The whole chapter rests on one skill: turning a word description into a right-angled triangle, then reading off the right ratio.
Angle of Elevation and Angle of Depression
These two terms set up almost every problem in the chapter.
Angle of elevation
Stand at O and look up at an object P. The angle of elevation is the angle θ between the horizontal at O and the line of sight OP. In the right-angled triangle, the height is the opposite side, the distance is the adjacent side, and the line of sight is the hypotenuse. So tan(angle of elevation) = height / horizontal distance, which fits most problems because height and distance are the usual givens.
Angle of depression
Now stand on a cliff at P and look down at an object O below. The angle of depression is the angle between the horizontal at P and the line of sight PO. Key fact: the angle of depression from P to O equals the angle of elevation from O to P (alternate interior angles), so you can swap between them and use the same triangle and ratio.
Setting Up a Heights and Distances Problem
Every problem follows the same five steps. Practise them until they are automatic.
| Step | What to do |
|---|---|
| Step 1 | Read the problem. Spot the observer, the object, and the angle type (elevation or depression). |
| Step 2 | Draw a diagram: observer at one vertex, object at the top of the vertical, base below. Most marks are saved here. |
| Step 3 | Label the known side (a height or distance) and mark the angle θ at the observer. |
| Step 4 | Find the unknown side and pick the ratio: tan for opposite/adjacent, sin for opposite/hypotenuse, cos for adjacent/hypotenuse. |
| Step 5 | Substitute the standard angle value, solve, simplify, and add units. |
tan θ = opposite / adjacent is used most, because height and distance are exactly the opposite and adjacent sides. When in doubt, use tan first.
Key Trigonometric Ratios
This chapter uses the standard values from Chapter 8. Board problems mostly use 30°, 45°, and 60°, which give clean surds.

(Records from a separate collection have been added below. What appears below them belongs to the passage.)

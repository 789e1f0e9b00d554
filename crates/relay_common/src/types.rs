//! Core data model: catalog entities, utterances, intents, match results,
//! service calls, and routing decisions.

use chrono::{DateTime, Utc};
use serde::{Deserialize, Serialize};

use crate::trace::RoutingTrace;

/// Controllable entity domains. Entities outside this allowlist never enter
/// the catalog.
#[derive(Debug, Clone, Copy, PartialEq, Eq, Hash, Serialize, Deserialize)]
#[serde(rename_all = "snake_case")]
pub enum EntityDomain {
    Light,
    Switch,
    Fan,
    Cover,
    Climate,
    Lock,
    Scene,
    Script,
    InputBoolean,
}

impl EntityDomain {
    pub fn as_str(&self) -> &'static str {
        match self {
            Self::Light => "light",
            Self::Switch => "switch",
            Self::Fan => "fan",
            Self::Cover => "cover",
            Self::Climate => "climate",
            Self::Lock => "lock",
            Self::Scene => "scene",
            Self::Script => "script",
            Self::InputBoolean => "input_boolean",
        }
    }

    /// Parse from a domain string as reported by the entity source.
    pub fn from_str(s: &str) -> Option<Self> {
        match s {
            "light" => Some(Self::Light),
            "switch" => Some(Self::Switch),
            "fan" => Some(Self::Fan),
            "cover" => Some(Self::Cover),
            "climate" => Some(Self::Climate),
            "lock" => Some(Self::Lock),
            "scene" => Some(Self::Scene),
            "script" => Some(Self::Script),
            "input_boolean" => Some(Self::InputBoolean),
            _ => None,
        }
    }
}

impl std::fmt::Display for EntityDomain {
    fn fmt(&self, f: &mut std::fmt::Formatter<'_>) -> std::fmt::Result {
        write!(f, "{}", self.as_str())
    }
}

/// One entity exposed to the assistant. Immutable once built; the whole
/// catalog snapshot is replaced on refresh, never mutated in place.
#[derive(Debug, Clone, PartialEq, Serialize, Deserialize)]
pub struct CatalogEntity {
    pub id: String,
    pub domain: EntityDomain,
    pub friendly_name: String,
    #[serde(default)]
    pub aliases: Vec<String>,
    /// Area name, if the host assigned one. Participates in match-candidate
    /// expansion like an alias.
    #[serde(default, skip_serializing_if = "Option::is_none")]
    pub area: Option<String>,
}

/// One turn's input. Created at orchestrator entry, never mutated.
#[derive(Debug, Clone, Serialize, Deserialize)]
pub struct Utterance {
    pub raw_text: String,
    pub conversation_id: String,
    pub language: String,
    pub received_at: DateTime<Utc>,
}

impl Utterance {
    /// Build an utterance, generating a conversation id when the host
    /// pipeline did not supply one.
    pub fn new(raw_text: &str, conversation_id: Option<String>, language: Option<String>) -> Self {
        Self {
            raw_text: raw_text.to_string(),
            conversation_id: conversation_id
                .unwrap_or_else(|| uuid::Uuid::new_v4().to_string()),
            language: language.unwrap_or_else(|| "en".to_string()),
            received_at: Utc::now(),
        }
    }
}

/// Recognized action verbs
#[derive(Debug, Clone, Copy, PartialEq, Eq, Hash, Serialize, Deserialize)]
#[serde(rename_all = "snake_case")]
pub enum Verb {
    TurnOn,
    TurnOff,
    Toggle,
    SetLevel,
    Unknown,
}

impl std::fmt::Display for Verb {
    fn fmt(&self, f: &mut std::fmt::Formatter<'_>) -> std::fmt::Result {
        let s = match self {
            Self::TurnOn => "turn_on",
            Self::TurnOff => "turn_off",
            Self::Toggle => "toggle",
            Self::SetLevel => "set_level",
            Self::Unknown => "unknown",
        };
        write!(f, "{}", s)
    }
}

/// Verb plus target phrase, derived once per utterance by the intent
/// extractor. `verb` is `Unknown` only when no action token was recognized.
#[derive(Debug, Clone, PartialEq)]
pub struct IntentCandidate {
    pub verb: Verb,
    pub target_phrase: String,
    /// Numeric argument of set/dim commands.
    pub level: Option<f64>,
}

/// One scored catalog entity. Scores are comparable only within a single
/// matching pass.
#[derive(Debug, Clone)]
pub struct MatchResult {
    pub entity: CatalogEntity,
    pub score: f64,
    pub matched_alias: String,
}

/// A resolved service invocation for the execution collaborator.
#[derive(Debug, Clone, PartialEq, Serialize, Deserialize)]
pub struct ServiceCall {
    pub domain: String,
    pub service: String,
    pub entity_id: String,
    #[serde(default, skip_serializing_if = "Option::is_none")]
    pub level: Option<f64>,
}

/// Routing stages, in attempt order
#[derive(Debug, Clone, Copy, PartialEq, Eq, Serialize, Deserialize)]
#[serde(rename_all = "snake_case")]
pub enum Stage {
    Deterministic,
    Primary,
    Fallback,
}

impl Stage {
    pub fn label(&self) -> &'static str {
        match self {
            Self::Deterministic => "deterministic",
            Self::Primary => "primary",
            Self::Fallback => "fallback",
        }
    }
}

impl std::fmt::Display for Stage {
    fn fmt(&self, f: &mut std::fmt::Formatter<'_>) -> std::fmt::Result {
        write!(f, "{}", self.label())
    }
}

/// Outcome of one stage attempt
#[derive(Debug, Clone, Copy, PartialEq, Eq, Serialize, Deserialize)]
#[serde(rename_all = "snake_case")]
pub enum StageOutcome {
    Success,
    Miss,
    Error,
}

impl StageOutcome {
    pub fn label(&self) -> &'static str {
        match self {
            Self::Success => "success",
            Self::Miss => "miss",
            Self::Error => "error",
        }
    }
}

impl std::fmt::Display for StageOutcome {
    fn fmt(&self, f: &mut std::fmt::Formatter<'_>) -> std::fmt::Result {
        write!(f, "{}", self.label())
    }
}

/// Final result of routing one utterance. Built by the orchestrator,
/// finalized and returned exactly once.
#[derive(Debug, Clone)]
pub struct RoutingDecision {
    pub stage: Stage,
    pub outcome: StageOutcome,
    pub response: Option<String>,
    pub trace: RoutingTrace,
}

#[cfg(test)]
mod tests {
    use super::*;

    #[test]
    fn test_domain_round_trip() {
        for s in [
            "light",
            "switch",
            "fan",
            "cover",
            "climate",
            "lock",
            "scene",
            "script",
            "input_boolean",
        ] {
            let domain = EntityDomain::from_str(s).unwrap();
            assert_eq!(domain.as_str(), s);
        }
        assert!(EntityDomain::from_str("sensor").is_none());
    }

    #[test]
    fn test_utterance_fills_conversation_id() {
        let u = Utterance::new("turn on the light", None, None);
        assert!(!u.conversation_id.is_empty());
        assert_eq!(u.language, "en");

        let u = Utterance::new("turn on the light", Some("abc".into()), Some("de".into()));
        assert_eq!(u.conversation_id, "abc");
        assert_eq!(u.language, "de");
    }

    #[test]
    fn test_entity_deserializes_without_optional_fields() {
        let e: CatalogEntity = serde_json::from_str(
            r#"{"id": "light.office_light", "domain": "light", "friendly_name": "Office Light"}"#,
        )
        .unwrap();
        assert!(e.aliases.is_empty());
        assert!(e.area.is_none());
    }
}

| Angle θ | tan θ | sin θ | cos θ | When it shows up |
|---|---|---|---|---|
| 30° | 1 / √3 | 1/2 | √3/2 | Low angles; longer distances |
| 45° | 1 | 1/√2 | 1/√2 | Height equals distance; clean symmetry |
| 60° | √3 | √3/2 | 1/2 | Steep angles; taller objects, shorter distances |
At 45°, tan 45° = 1, so height = distance, the fastest sum with no surds. At 60°, height = d√3. At 30°, height = d/√3 = d√3/3 after rationalising.
Solved Examples: Heights and Distances
These cover the main board types: single-angle elevation, depression from a height, and the two-angle walking problem. Try each with the five-step setup first.
Example 1: Height of a tower (single angle)
Problem: From a point 50 m from a tower's base, the angle of elevation of the top is 60°. Find the height.
Solution: Let the height be h. tan 60° = h / 50, so √3 = h / 50, giving h = 50√3 m.
Answer: The height of the tower is 50√3 m (about 86.6 m).
Example 2: Distance from the base (angle of depression)
Problem: From the top of a 75 m lighthouse, the angle of depression of a ship is 30°. How far is the ship from the base?
Solution: By alternate angles, the elevation from the ship is also 30°. With d the horizontal distance, tan 30° = 75 / d, so 1/√3 = 75 / d, giving d = 75√3 m.
Answer: The ship is 75√3 m (about 129.9 m) from the base.
Example 3: Two-angle problem (observer walks closer)
Problem: From a point P, the angle of elevation of a building's top is 30°. After walking 20 m toward it, the angle becomes 60°. Find the height.
Solution: Let the height be h and the distance to the nearer point Q be x, so P is (x + 20) away.
From P: tan 30° = h / (x + 20), so h = (x + 20)/√3 ... (i). From Q: tan 60° = h / x, so h = x√3 ... (ii).
Equating: x√3 = (x + 20)/√3, so 3x = x + 20, giving x = 10 m, and h = 10√3 m.
Answer: The height of the building is 10√3 m (about 17.3 m).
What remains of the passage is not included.